**The problem:** Every line from the one containing "pub mod dashboard;" to the last line of the listing below should be given again exactly.
--
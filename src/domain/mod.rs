//! Domain layer: dashboard entities, value objects and pure services.
//!
//! Nothing in here touches the browser, so all of it runs under plain
//! `cargo test`.

pub mod analysis;
pub mod chart;
pub mod errors;
pub mod logging;
pub mod market_data;
pub mod notifications;
pub mod random;
pub mod watchlist;
//! Application layer: signal-backed services the components share.

pub mod alert_simulator;
pub mod dashboard;
pub mod display_mode_service;
pub mod market_data_service;
pub mod notification_service;
pub mod watchlist_service;

pub use alert_simulator::AlertSimulator;
pub use dashboard::DashboardServices;
pub use display_mode_service::DisplayModeService;
pub use market_data_service::MarketDataService;
pub use notification_service::NotificationService;
pub use watchlist_service::WatchlistService;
--
**Written response:**
pub mod dashboard;
pub mod display_mode_service;
pub mod market_data_service;
pub mod notification_service;
pub mod watchlist_service;

pub use alert_simulator::AlertSimulator;
pub use dashboard::DashboardServices;
pub use display_mode_service::DisplayModeService;
pub use market_data_service::MarketDataService;
pub use notification_service::NotificationService;
pub use watchlist_service::WatchlistService;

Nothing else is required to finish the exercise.